Bumpkit icon indicating copy to clipboard operation
Bumpkit copied to clipboard

Updated `AddFrame` method to handle Gif as source

Open RyanThiele opened this issue 5 years ago • 8 comments

In Issue #8, there is a problem where if the source of the image is an animated gif, the result will be a corrupted animated gif. Due to the nature of animated gifs, the frame only contains what has changed from one frame to the next (similar to interleaved video). By converting the frame to another format, and using that as the source, the result is no longer corrupted.

RyanThiele avatar Jun 08 '20 17:06 RyanThiele

Can you update this with a Dispose to the image in the case where it is reassigned during conversion?

DataDink avatar Jun 08 '20 18:06 DataDink

Just to clarify - we don't want to dispose the originally passed in image. Just the new one, if it is created when doing the conversion, after the method is done with it.

DataDink avatar Jun 08 '20 18:06 DataDink

The new image has all the properties as the original except for the raw format (e.g. gif, png, bmp, etc...)

// save to memory
img.Save(ms, ImageFormat.Png);
ms.Seek(0, SeekOrigin.Begin);
// pull it back out
img = Image.FromStream(ms);

It's like opening up a the source image (if it is a *.gif) in an image editor and saving it as a *.png. I may be missing something, but I don't see where else the img argument is used in the method other than writing it to the image file stream.

RyanThiele avatar Jun 08 '20 21:06 RyanThiele

Right, but when in code you say "img = Image.FromStream(ms);" that creates a new image and the original Image that was passed into the method is no longer referenced by "img". Also the new MemoryStream should probably be disposed as well. Since the "img" reference is being reused for the new image we should make sure to only dispose in the case that the reference has been switched.

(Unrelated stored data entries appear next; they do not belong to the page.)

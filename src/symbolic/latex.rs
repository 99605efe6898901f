//! LaTeX printer for `Expr`.

use super::expr::{Expr, is_integer};

const PREC_ADD: u8 = 1;
const PREC_MUL: u8 = 2;
const PREC_POW: u8 = 3;
const PREC_ATOM: u8 = 4;

const GREEK: [&str; 24] = [
    "alpha", "beta", "gamma", "delta", "epsilon", "zeta", "eta", "theta", "iota", "kappa",
    "lambda", "mu", "nu", "xi", "omicron", "pi", "rho", "sigma", "tau", "upsilon", "phi", "chi",
    "psi", "omega",
];

/// Render `expr` as LaTeX math.
pub fn to_latex(expr: &Expr) -> String {
    print(expr).0
}

/// Render `lhs = rhs`.
pub fn latex_eq(lhs: &Expr, rhs: &Expr) -> String {
    format!("{} = {}", to_latex(lhs), to_latex(rhs))
}

/// LaTeX for a symbol name: `kappa_11 -> \kappa_{11}`, `h_sigma -> h_{\sigma}`.
pub fn latex_symbol(name: &str) -> String {
    match name.split_once('_') {
        Some((base, sub)) => format!("{}_{{{}}}", greek(base), greek(sub)),
        None => greek(name),
    }
}

fn greek(s: &str) -> String {
    if GREEK.contains(&s) {
        format!("\\{s}")
    } else {
        s.to_string()
    }
}

fn print(expr: &Expr) -> (String, u8) {
    match expr {
        Expr::Num(v) => (number(*v), if *v < 0.0 { PREC_ADD } else { PREC_ATOM }),
        Expr::Sym(s) => (latex_symbol(s), PREC_ATOM),
        Expr::Add(terms) => {
            let mut out = String::new();
            for (i, term) in terms.iter().enumerate() {
                let negative = term.has_negative_sign();
                let shown = if negative { negate(term) } else { term.clone() };
                let body = wrap(&shown, PREC_MUL);
                match (i, negative) {
                    (0, false) => out.push_str(&print(&shown).0),
                    (0, true) => out.push_str(&format!("- {body}")),
                    (_, false) => out.push_str(&format!(" + {}", print(&shown).0)),
                    (_, true) => out.push_str(&format!(" - {body}")),
                }
            }
            (out, PREC_ADD)
        }
        Expr::Mul(factors) => print_product(factors),
        Expr::Pow(base, exponent) => {
            if let Expr::Num(n) = **exponent {
                if n < 0.0 {
                    let positive = (**base).clone().pow(-n);
                    return (format!("\\frac{{1}}{{{}}}", print(&positive).0), PREC_ATOM);
                }
                if n == 0.5 {
                    return (format!("\\sqrt{{{}}}", print(base).0), PREC_ATOM);
                }
            }
            let b = wrap(base, PREC_ATOM);
            (format!("{b}^{{{}}}", print(exponent).0), PREC_POW)
        }
        Expr::Exp(x) => (format!("e^{{{}}}", print(x).0), PREC_POW),
    }
}

fn print_product(factors: &[Expr]) -> (String, u8) {
    let mut sign = "";
    // (wrapped, bare) renderings; a lone numerator inside `\frac` needs no parentheses.
    let mut numer: Vec<(String, String)> = Vec::new();
    let mut denom: Vec<String> = Vec::new();

    for (i, f) in factors.iter().enumerate() {
        match f {
            Expr::Num(v) if i == 0 && *v == -1.0 => sign = "- ",
            Expr::Num(v) if i == 0 && *v < 0.0 => {
                sign = "- ";
                numer.push((number(-v), number(-v)));
            }
            Expr::Pow(base, e) => match **e {
                Expr::Num(n) if n < 0.0 => {
                    let positive = (**base).clone().pow(-n);
                    denom.push(wrap(&positive, PREC_MUL));
                }
                _ => numer.push((wrap(f, PREC_MUL), print(f).0)),
            },
            other => numer.push((wrap(other, PREC_MUL), print(other).0)),
        }
    }

    let body = if denom.is_empty() {
        join_wrapped(&numer)
    } else {
        let top = match numer.as_slice() {
            [] => "1".to_string(),
            [(_, bare)] => bare.clone(),
            _ => join_wrapped(&numer),
        };
        let bottom = if denom.len() == 1 {
            // A single denominator factor is unambiguous inside `\frac`.
            strip_left_right(&denom[0])
        } else {
            denom.join(" ")
        };
        format!("\\frac{{{top}}}{{{bottom}}}")
    };
    (format!("{sign}{body}"), if sign.is_empty() { PREC_MUL } else { PREC_ADD })
}

fn join_wrapped(parts: &[(String, String)]) -> String {
    parts
        .iter()
        .map(|(wrapped, _)| wrapped.as_str())
        .collect::<Vec<_>>()
        .join(" ")
}

fn strip_left_right(s: &str) -> String {
    s.strip_prefix("\\left(")
        .and_then(|rest| rest.strip_suffix("\\right)"))
        .map(str::to_string)
        .unwrap_or_else(|| s.to_string())
}

fn wrap(expr: &Expr, min_prec: u8) -> String {
    let (body, prec) = print(expr);
    if prec < min_prec {
        format!("\\left({body}\\right)")
    } else {
        body
    }
}

fn negate(expr: &Expr) -> Expr {
    match expr {
        Expr::Num(v) => Expr::Num(-v),
        other => -other.clone(),
    }
}

fn number(v: f64) -> String {
    if is_integer(v) {
        format!("{}", v as i64)
    } else {
        format!("{v}")
    }
}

Is that incorrect? I just don't want to inadvertently introduce a new memory leak.

DataDink avatar Jun 15 '20 15:06 DataDink

Disregard the part about the new MemoryStream, that is in a using block.

DataDink avatar Jun 15 '20 15:06 DataDink

Should I use different naming conventions for the memory stream? The variable ms does feel pretty generic.

Are there any other problems/questions with the PR?

RyanThiele avatar Jun 15 '20 17:06 RyanThiele

ms is fine. I might be missing something in my explanation of the problem. Thanks for bearing with me:

The line where you have "Image.FromStream(ms)" creates a brand new System.Drawing.Image object in memory. It does not discard the previous System.Drawing.Image object that came in with the variable "img". It reassigns the variable "img" to the new memory object. It's fine that the original System.Drawing.Image isn't disposed because that is the responsibility of the method caller and they should decide when it is disposed. What I don't think is okay is the NEW System.Drawing.Image which is created with "Image.FromStream(ms)" is never disposed.

So for example:

using (var ms = new MemoryStream) {
   var img1 = new Bitmap(1,1);
   img1.Save(ms, ImageFormat.Png);
   ms.Seek(0, SeekOrigin.Begin);
   var img2 = Image.FromStream(ms);

   // img1 != img2 (these are not the same object in memory)
   // img2 should be disposed
}

Remember we don't want to dispose the original image that was passed into the method. That is the responsibility of the caller. So we have to make sure not to call img.Dispose() in the case that we do not call "Image.FromStream".

DataDink avatar Jun 15 '20 20:06 DataDink

the image passed is is reassigned, so the original reference is destroyed (disposed). Since the argument is passed by reference, I guess it would be better to create a new image and use that in the frame. Originally I wanted to add code that was unobtrusive. PR Updated.